2. Secondly, is it in the interests of justice for the evidence to be admitted? This calls for a balancing of factors of the kind that Lord Bingham identifies at paragraphs 5 and 6 of O’Brien.

  • Where the similar fact evidence comprises an alleged pattern of behaviour, the court must be satisfied on the basis of proven facts that propensity has been proven, in each case to the civil standard. The proven facts must form a sufficient basis to sustain a finding of propensity but each individual item of evidence does not have to be proved. [26] R v Mitchell [2016] UKSC 55 [2017] AC 571, applied where it was said that the defendant, who was charged with murder by stabbing, had used knives on a number of other occasions, none of which had led to a conviction but which on the prosecution’s case showed propensity
  • S (A Child) [2017] EWCA Civ 44 a case where similar fact was held inadmissible distinguished. This was on basis that the evidence although it was potentially relevant but it would have been unfair to have allowed the mother to have relied upon the alleged rape of a previous partner in circumstances where the material had only very recently surfaced as part of the mother's case, that the previous partner was not being called, and that it would be unfair to the father to explore the allegation with him on the basis of the paper evidence alone [27]
  • In the present case, the father had been aware of the allegations for well over a year and the allegations were contained in professional reports that the court itself had directed should be gathered [28]
  • The evidence should be admitted in the interests of justice.
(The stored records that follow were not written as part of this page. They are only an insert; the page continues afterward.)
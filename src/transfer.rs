//! Setup import and result export.
//!
//! Setups come in as CSV (`hex,label,weight,stock`) or as a JSON array of
//! records. Results go out as `timestamp,label,hex` CSV; the entry setup goes
//! out as pretty-printed JSON. A failed import returns an error and never
//! yields a partial list.

use chrono::{DateTime, Local, SecondsFormat, Utc};
use serde_json::Value;
use std::path::{Path, PathBuf};
use thiserror::Error;

use crate::batch::Batch;
use crate::entry::{clamp_count, normalize_hex, parse_count, EntrySetup};
use crate::history::{DrawHistory, DrawResult};

const DEFAULT_HEX: &str = "#ffffff";
const RESULTS_HEADER: &str = "timestamp,label,hex";

#[derive(Debug, Error)]
pub enum TransferError {
    #[error("setup JSON is not an array")]
    NotAnArray,
    #[error("record {index}: {reason}")]
    InvalidRecord { index: usize, reason: String },
    #[error("line {line}: invalid color {value:?}")]
    InvalidRow { line: usize, value: String },
    #[error("nothing to export: {0}")]
    NothingToExport(&'static str),
    #[error("invalid JSON: {0}")]
    Json(#[from] serde_json::Error),
    #[error("{}: {source}", .path.display())]
    Io {
        path: PathBuf,
        #[source]
        source: std::io::Error,
    },
}

/// Setup file format, picked from the file extension
#[derive(Debug, Clone, Copy, PartialEq, Eq)]
pub enum SetupFormat {
    Csv,
    Json,
}

impl SetupFormat {
    /// `.json` files are JSON, anything else is read as CSV
    pub fn from_path(path: &Path) -> Self {
        match path.extension().and_then(|e| e.to_str()) {
            Some(ext) if ext.eq_ignore_ascii_case("json") => SetupFormat::Json,
            _ => SetupFormat::Csv,
        }
    }
}

/// What an export file holds
#[derive(Debug, Clone, Copy, PartialEq, Eq)]
pub enum ExportKind {
    Results,
    Batch,
    Setup,
}

impl ExportKind {
    /// File name for an export made at the moment `tag` describes
    pub fn file_name(&self, tag: &str) -> String {
        match self {
            ExportKind::Results => format!("garagara_results_{tag}.csv"),
            ExportKind::Batch => format!("garagara_batch_{tag}.csv"),
            ExportKind::Setup => format!("garagara_setup_{tag}.json"),
        }
    }
}

pub fn import_setup(text: &str, format: SetupFormat) -> Result<Vec<EntrySetup>, TransferError> {
    match format {
        SetupFormat::Csv => import_csv(text),
        SetupFormat::Json => import_json(text),
    }
}

/// Parse `hex,label,weight,stock` rows.
///
/// Blank lines are ignored and a first row whose first column mentions `hex`
/// is treated as a header. Empty colors default to white; empty stock means
/// unlimited.
pub fn import_csv(text: &str) -> Result<Vec<EntrySetup>, TransferError> {
    let mut out = Vec::new();
    let rows = text.lines().enumerate().filter(|(_, l)| !l.trim().is_empty());

    for (n, (line_no, line)) in rows.enumerate() {
        let cols: Vec<&str> = line.split(',').collect();
        if n == 0 && cols[0].to_ascii_lowercase().contains("hex") {
            continue;
        }

        let col = |i: usize| cols.get(i).map(|c| c.trim()).unwrap_or("");
        let hex = match col(0) {
            "" => DEFAULT_HEX.to_string(),
            raw => normalize_hex(raw).ok_or_else(|| TransferError::InvalidRow {
                line: line_no + 1,
                value: raw.to_string(),
            })?,
        };
        let label = unquote(col(1));
        let label = if label.is_empty() { hex.clone() } else { label };
        let stock = match col(3) {
            "" => None,
            raw => Some(parse_count(raw)),
        };

        out.push(EntrySetup {
            hex,
            label,
            weight: parse_count(col(2)),
            stock,
        });
    }

    tracing::debug!("Parsed {} CSV setup rows", out.len());
    Ok(out)
}

/// Strip one pair of surrounding double quotes and undo `""` escaping
fn unquote(field: &str) -> String {
    match field.strip_prefix('"').and_then(|f| f.strip_suffix('"')) {
        Some(inner) => inner.replace("\"\"", "\""),
        None => field.to_string(),
    }
}

/// Parse a JSON array of `{hex, label, weight, stock}` records.
///
/// Numbers may also be numeric strings. A `null`, empty or missing stock is
/// unlimited.
pub fn import_json(text: &str) -> Result<Vec<EntrySetup>, TransferError> {
    let Value::Array(records) = serde_json::from_str::<Value>(text)? else {
        return Err(TransferError::NotAnArray);
    };

    records
        .iter()
        .enumerate()
        .map(|(index, record)| {
            let invalid = |reason: &str| TransferError::InvalidRecord {
                index,
                reason: reason.to_string(),
            };
            let Value::Object(fields) = record else {
                return Err(invalid("not an object"));
            };

            let hex = fields
                .get("hex")
                .and_then(Value::as_str)
                .and_then(normalize_hex)
                .ok_or_else(|| invalid("missing or invalid hex"))?;
            let label = fields.get("label").and_then(Value::as_str).unwrap_or("");
            let weight = fields.get("weight").map_or(0, json_count);
            let stock = match fields.get("stock") {
                None | Some(Value::Null) => None,
                Some(Value::String(s)) if s.trim().is_empty() => None,
                Some(v) => Some(json_count(v)),
            };

            Ok(EntrySetup::new(hex, label, weight, stock))
        })
        .collect()
}

fn json_count(value: &Value) -> u32 {
    match value {
        Value::Number(n) => n.as_f64().map_or(0, clamp_count),
        Value::String(s) => parse_count(s),
        Value::Bool(b) => u32::from(*b),
        _ => 0,
    }
}

/// Pretty-printed JSON array of the entry setup
pub fn export_setup_json(setups: &[EntrySetup]) -> Result<String, TransferError> {
    Ok(serde_json::to_string_pretty(setups)?)
}

/// Whole draw history as CSV, most recent first
pub fn results_csv(history: &DrawHistory) -> Result<String, TransferError> {
    if history.is_empty() {
        return Err(TransferError::NothingToExport("no results yet"));
    }
    Ok(csv_table(history.iter().map(|r| (r.time, r))))
}

/// The latest batch as CSV, every row stamped with the batch time
pub fn batch_csv(batch: &Batch) -> Result<String, TransferError> {
    let time = match batch.time() {
        Some(time) if !batch.is_empty() => time,
        _ => return Err(TransferError::NothingToExport("no batch draw yet")),
    };
    Ok(csv_table(batch.items().iter().map(|r| (time, r))))
}

fn csv_table<'a>(rows: impl Iterator<Item = (DateTime<Utc>, &'a DrawResult)>) -> String {
    let mut lines = vec![RESULTS_HEADER.to_string()];
    lines.extend(rows.map(|(time, result)| {
        format!(
            "{},\"{}\",{}",
            format_timestamp(time),
            result.label.replace('"', "\"\""),
            result.hex.to_uppercase()
        )
    }));
    lines.join("\r\n")
}

/// `2024-01-02T03:04:05.678Z`
pub fn format_timestamp(time: DateTime<Utc>) -> String {
    time.to_rfc3339_opts(SecondsFormat::Millis, true)
}

/// Local `YYYYMMDD_HHMMSS` used in export file names
pub fn date_tag(now: DateTime<Local>) -> String {
    now.format("%Y%m%d_%H%M%S").to_string()
}

/// Read and parse a setup file
pub async fn read_setup_file(path: &Path) -> Result<Vec<EntrySetup>, TransferError> {
    let text = tokio::fs::read_to_string(path)
        .await
        .map_err(|source| TransferError::Io {
            path: path.to_path_buf(),
            source,
        })?;
    let setups = import_setup(&text, SetupFormat::from_path(path))?;
    tracing::info!("Imported {} entries from {}", setups.len(), path.display());
    Ok(setups)
}

/// Write an export into `dir` under a timestamped name
pub async fn write_export(dir: &Path, kind: ExportKind, content: &str) -> Result<PathBuf, TransferError> {
    let io_err = |path: &Path| {
        let path = path.to_path_buf();
        move |source: std::io::Error| TransferError::Io { path, source }
    };

    tokio::fs::create_dir_all(dir).await.map_err(io_err(dir))?;
    let path = dir.join(kind.file_name(&date_tag(Local::now())));
    tokio::fs::write(&path, content).await.map_err(io_err(&path))?;

    tracing::info!("Exported {:?} to {}", kind, path.display());
    Ok(path)
}

#[cfg(test)]
mod tests {
    use super::*;
    use crate::entry::{preset, Entry, EntryId};
    use chrono::TimeZone;

    fn at(secs: i64, millis: u32) -> DateTime<Utc> {
        Utc.timestamp_opt(secs, millis * 1_000_000).unwrap()
    }

    #[test]
    fn test_csv_import_with_header() {
        let text = "hex,label,weight,stock\r\n#FF0000,Red,2,5\r\n\r\n#00f,  Blue ,1,\r\n";
        let setups = import_csv(text).unwrap();
        assert_eq!(setups.len(), 2);
        assert_eq!(
            setups[0],
            EntrySetup {
                hex: "#ff0000".into(),
                label: "Red".into(),
                weight: 2,
                stock: Some(5)
            }
        );
        assert_eq!(setups[1].hex, "#0000ff");
        assert_eq!(setups[1].label, "Blue");
        assert_eq!(setups[1].stock, None);
    }

    #[test]
    fn test_csv_import_defaults() {
        let setups = import_csv("#123456\n,,abc,-4\n").unwrap();
        assert_eq!(setups[0].label, "#123456");
        assert_eq!(setups[0].weight, 0);
        assert_eq!(setups[0].stock, None);
        assert_eq!(setups[1].hex, "#ffffff");
        assert_eq!(setups[1].weight, 0);
        assert_eq!(setups[1].stock, Some(0));
    }

    #[test]
    fn test_csv_import_bad_color() {
        let err = import_csv("#ff0000,Red,1,\nnope,X,1,\n").unwrap_err();
        assert!(matches!(err, TransferError::InvalidRow { line: 2, .. }));
    }

    #[test]
    fn test_json_import() {
        let text = r##"[
            {"hex": "#FF0000", "label": "Red", "weight": 3, "stock": null},
            {"hex": "0f0", "label": "Green", "weight": "2", "stock": "4"},
            {"hex": "#0000ff", "weight": 1.7, "stock": ""}
        ]"##;
        let setups = import_json(text).unwrap();
        assert_eq!(setups[0].weight, 3);
        assert_eq!(setups[0].stock, None);
        assert_eq!(setups[1].hex, "#00ff00");
        assert_eq!(setups[1].stock, Some(4));
        assert_eq!(setups[2].label, "#0000FF");
        assert_eq!(setups[2].weight, 1);
        assert_eq!(setups[2].stock, None);
    }

    #[test]
    fn test_json_import_errors() {
        assert!(matches!(import_json(r##"{"hex": "#fff"}"##), Err(TransferError::NotAnArray)));
        assert!(matches!(import_json("not json"), Err(TransferError::Json(_))));
        assert!(matches!(
            import_json(r##"[{"hex": "#fff"}, {"label": "no color"}]"##),
            Err(TransferError::InvalidRecord { index: 1, .. })
        ));
    }

    #[test]
    fn test_setup_json_round_trip() {
        let mut setups = preset();
        setups[0].weight = 4;
        setups[1].stock = Some(0);
        setups[2].stock = Some(12);
        setups[3].label = "Say \"yellow\"".into();

        let json = export_setup_json(&setups).unwrap();
        assert_eq!(import_json(&json).unwrap(), setups);
    }

    #[test]
    fn test_setup_json_shape() {
        let setups = vec![EntrySetup::new("#ff0000".to_string(), "Red", 2, None)];
        let json = export_setup_json(&setups).unwrap();
        let value: serde_json::Value = serde_json::from_str(&json).unwrap();

        assert_eq!(
            value,
            serde_json::json!([{"hex": "#ff0000", "label": "Red", "weight": 2, "stock": null}])
        );
    }

    #[test]
    fn test_results_csv() {
        let mut history = DrawHistory::new();
        assert!(matches!(results_csv(&history), Err(TransferError::NothingToExport(_))));

        history.record(DrawResult {
            time: at(0, 5),
            label: "Red".into(),
            hex: "#ff0000".into(),
        });
        history.record(DrawResult {
            time: at(1, 0),
            label: "Say \"hi\"".into(),
            hex: "#00ff00".into(),
        });

        let csv = results_csv(&history).unwrap();
        assert_eq!(
            csv,
            "timestamp,label,hex\r\n\
             1970-01-01T00:00:01.000Z,\"Say \"\"hi\"\"\",#00FF00\r\n\
             1970-01-01T00:00:00.005Z,\"Red\",#FF0000"
        );
    }

    #[test]
    fn test_batch_csv() {
        assert!(batch_csv(&Batch::default()).is_err());

        let pick = |label: &str| Entry {
            id: EntryId(0),
            hex: "#abcdef".into(),
            label: label.into(),
            weight: 1,
            stock: None,
        };
        let batch = Batch::from_picks(&[pick("A"), pick("B")], at(2, 250));
        let csv = batch_csv(&batch).unwrap();
        let lines: Vec<_> = csv.split("\r\n").collect();
        assert_eq!(lines.len(), 3);
        assert_eq!(lines[1], "1970-01-01T00:00:02.250Z,\"A\",#ABCDEF");
        assert_eq!(lines[2], "1970-01-01T00:00:02.250Z,\"B\",#ABCDEF");
    }

    #[test]
    fn test_file_names() {
        let tag = date_tag(Local.with_ymd_and_hms(2024, 3, 9, 7, 5, 2).unwrap());
        assert_eq!(tag, "20240309_070502");
        assert_eq!(ExportKind::Batch.file_name(&tag), "garagara_batch_20240309_070502.csv");
        assert_eq!(ExportKind::Setup.file_name(&tag), "garagara_setup_20240309_070502.json");
    }

    #[test]
    fn test_setup_format() {
        assert_eq!(SetupFormat::from_path(Path::new("a.JSON")), SetupFormat::Json);
        assert_eq!(SetupFormat::from_path(Path::new("a.csv")), SetupFormat::Csv);
        assert_eq!(SetupFormat::from_path(Path::new("noext")), SetupFormat::Csv);
    }

    #[tokio::test]
    async fn test_write_then_read_setup_file() {
        let dir = tempfile::tempdir().unwrap();
        let setups = preset();
        let json = export_setup_json(&setups).unwrap();

        let path = write_export(dir.path(), ExportKind::Setup, &json).await.unwrap();
        assert!(path.extension().is_some_and(|e| e == "json"));
        assert_eq!(read_setup_file(&path).await.unwrap(), setups);
    }

    #[tokio::test]
    async fn test_read_missing_file() {
        let err = read_setup_file(Path::new("/definitely/not/here.csv")).await.unwrap_err();
        assert!(matches!(err, TransferError::Io { .. }));
    }
}
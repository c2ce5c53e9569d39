//! Drum animation and the revealed ball

use ratatui::{
    layout::{Alignment, Rect},
    style::{Color, Modifier, Style},
    text::{Line, Span},
    widgets::{Block, Borders, Paragraph},
    Frame,
};
use std::time::Instant;

use crate::app::App;
use crate::ui::theme::{contrast_text, swatch_color, Theme};

const BALL_ROWS: [&str; 3] = [" ▄█████▄ ", "█████████", " ▀█████▀ "];

pub(crate) fn draw_drum(f: &mut Frame, app: &App, area: Rect, theme: &Theme, now: Instant) {
    let block = Block::default()
        .borders(Borders::ALL)
        .border_style(Style::default().fg(if app.is_spinning() {
            theme.highlight
        } else {
            theme.dimmed_alt
        }))
        .title(" Draw ")
        .style(Style::default().bg(theme.background));

    let lines = match (app.spin_frame(now), app.ball()) {
        (Some(frame), _) => {
            // cycle through the entry colors while spinning
            let entries = app.entries();
            let color = if entries.is_empty() {
                theme.dimmed
            } else {
                swatch_color(&entries[frame % entries.len()].hex)
            };
            let dots = ".".repeat(frame % 4);
            let mut lines = ball_lines(color, theme);
            lines.push(Line::from(Span::styled(
                format!("Drawing{dots:<3}"),
                Style::default().fg(theme.highlight).bg(theme.background),
            )));
            lines
        }
        (None, Some(ball)) => {
            let color = swatch_color(&ball.hex);
            let mut lines = ball_lines(color, theme);
            lines.push(Line::from(Span::styled(
                format!(" {} ", ball.label),
                Style::default()
                    .fg(contrast_text(color))
                    .bg(color)
                    .add_modifier(Modifier::BOLD),
            )));
            lines
        }
        (None, None) => vec![
            Line::raw(""),
            Line::from(Span::styled(
                "Enter: draw one   b: draw batch",
                Style::default().fg(theme.dimmed).bg(theme.background),
            )),
        ],
    };

    let drum = Paragraph::new(lines).alignment(Alignment::Center).block(block);
    f.render_widget(drum, area);
}

fn ball_lines(color: Color, theme: &Theme) -> Vec<Line<'static>> {
    BALL_ROWS
        .iter()
        .map(|row| Line::from(Span::styled(*row, Style::default().fg(color).bg(theme.background))))
        .collect()
}
//! Ordered entry store keyed by stable ids.
//!
//! Entries keep the order they are shown in, which is also the order the
//! weighted walk uses. Ids are handed out from a counter and never reused, so
//! edits and removals stay well defined after the list is replaced.

use crate::entry::{preset, Entry, EntryEdit, EntryId, EntrySetup};

#[derive(Debug, Clone, Default)]
pub struct EntryStore {
    entries: Vec<Entry>,
    next_id: u64,
}

impl EntryStore {
    /// Create an empty store
    pub fn new() -> Self {
        Self::default()
    }

    /// Create a store holding the preset colors
    pub fn with_preset() -> Self {
        Self::from_setups(preset())
    }

    pub fn from_setups(setups: impl IntoIterator<Item = EntrySetup>) -> Self {
        let mut store = Self::new();
        for setup in setups {
            store.add(setup);
        }
        store
    }

    pub fn entries(&self) -> &[Entry] {
        &self.entries
    }

    pub fn len(&self) -> usize {
        self.entries.len()
    }

    pub fn is_empty(&self) -> bool {
        self.entries.is_empty()
    }

    pub fn get(&self, id: EntryId) -> Option<&Entry> {
        self.entries.iter().find(|e| e.id == id)
    }

    /// Display position of an entry
    pub fn position(&self, id: EntryId) -> Option<usize> {
        self.entries.iter().position(|e| e.id == id)
    }

    /// Append an entry, returning its new id
    pub fn add(&mut self, setup: EntrySetup) -> EntryId {
        let id = EntryId(self.next_id);
        self.next_id += 1;
        self.entries.push(Entry::from_setup(id, setup));
        id
    }

    pub fn remove(&mut self, id: EntryId) -> Option<Entry> {
        let index = self.position(id)?;
        Some(self.entries.remove(index))
    }

    /// Replace every entry (bulk parse, import, palette, preset)
    pub fn replace_all(&mut self, setups: impl IntoIterator<Item = EntrySetup>) {
        self.entries.clear();
        for setup in setups {
            self.add(setup);
        }
        tracing::debug!("Entry store replaced, {} entries", self.entries.len());
    }

    /// Restore the preset colors
    pub fn reset_preset(&mut self) {
        self.replace_all(preset());
    }

    /// Apply one field edit. Returns false if the id is unknown.
    pub fn edit(&mut self, id: EntryId, edit: EntryEdit) -> bool {
        let Some(entry) = self.entries.iter_mut().find(|e| e.id == id) else {
            return false;
        };
        match edit {
            EntryEdit::Hex(hex) => entry.hex = hex,
            EntryEdit::Label(label) => entry.label = label,
            EntryEdit::Weight(weight) => entry.weight = weight,
            EntryEdit::Stock(stock) => entry.stock = stock,
        }
        true
    }

    /// Decrement the stock of a drawn entry
    pub fn consume(&mut self, id: EntryId) -> bool {
        match self.entries.iter_mut().find(|e| e.id == id) {
            Some(entry) => {
                entry.consume_one();
                true
            }
            None => {
                // Removed between selection and commit
                tracing::warn!("Drawn entry {} no longer in store", id);
                false
            }
        }
    }

    /// Deep copy used as the working set of a batch draw
    pub fn snapshot(&self) -> Vec<Entry> {
        self.entries.clone()
    }

    /// Sum of finite stock, or `None` when any entry is unlimited
    pub fn stock_total(&self) -> Option<u64> {
        self.entries
            .iter()
            .map(|e| e.stock.map(u64::from))
            .sum::<Option<u64>>()
    }

    pub fn setups(&self) -> Vec<EntrySetup> {
        self.entries.iter().map(Entry::setup).collect()
    }
}

#[cfg(test)]
mod tests {
    use super::*;

    fn setup(label: &str, stock: Option<u32>) -> EntrySetup {
        EntrySetup {
            hex: "#123456".to_string(),
            label: label.to_string(),
            weight: 1,
            stock,
        }
    }

    #[test]
    fn test_ids_are_not_reused() {
        let mut store = EntryStore::new();
        let a = store.add(setup("a", None));
        store.remove(a);
        let b = store.add(setup("b", None));
        assert_ne!(a, b);

        store.replace_all(vec![setup("c", None)]);
        assert!(store.get(b).is_none());
        assert_ne!(store.entries()[0].id, b);
    }

    #[test]
    fn test_edit_and_remove() {
        let mut store = EntryStore::new();
        let a = store.add(setup("a", None));
        let b = store.add(setup("b", Some(3)));

        assert!(store.edit(b, EntryEdit::Weight(5)));
        assert!(store.edit(b, EntryEdit::Stock(None)));
        assert_eq!(store.get(b).unwrap().weight, 5);
        assert_eq!(store.get(b).unwrap().stock, None);

        assert_eq!(store.remove(a).unwrap().label, "a");
        assert_eq!(store.position(b), Some(0));
        assert!(!store.edit(a, EntryEdit::Label("x".into())));
    }

    #[test]
    fn test_stock_total() {
        let mut store = EntryStore::from_setups(vec![setup("a", Some(2)), setup("b", Some(3))]);
        assert_eq!(store.stock_total(), Some(5));
        store.add(setup("c", None));
        assert_eq!(store.stock_total(), None);
        assert_eq!(EntryStore::new().stock_total(), Some(0));
    }

    #[test]
    fn test_consume_unknown_id() {
        let mut store = EntryStore::new();
        let a = store.add(setup("a", Some(1)));
        assert!(store.consume(a));
        assert_eq!(store.get(a).unwrap().stock, Some(0));
        store.remove(a);
        assert!(!store.consume(a));
    }

    #[test]
    fn test_preset() {
        let store = EntryStore::with_preset();
        assert_eq!(store.len(), 6);
        assert!(store.entries().iter().all(|e| e.weight == 1 && e.stock.is_none()));
    }
}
The Judge’s order set aside. The case was reallocated to High Court level ‘because of the history of the case and the importance of the underlying issues’

As well as outlining the rules that apply when a party seeks to rely on similar fact evidence in civil and family proceedings, this judgment also highlights the importance of judicial continuity.

Hazel Samuriwo is In-House Advocate, London Borough of Brent.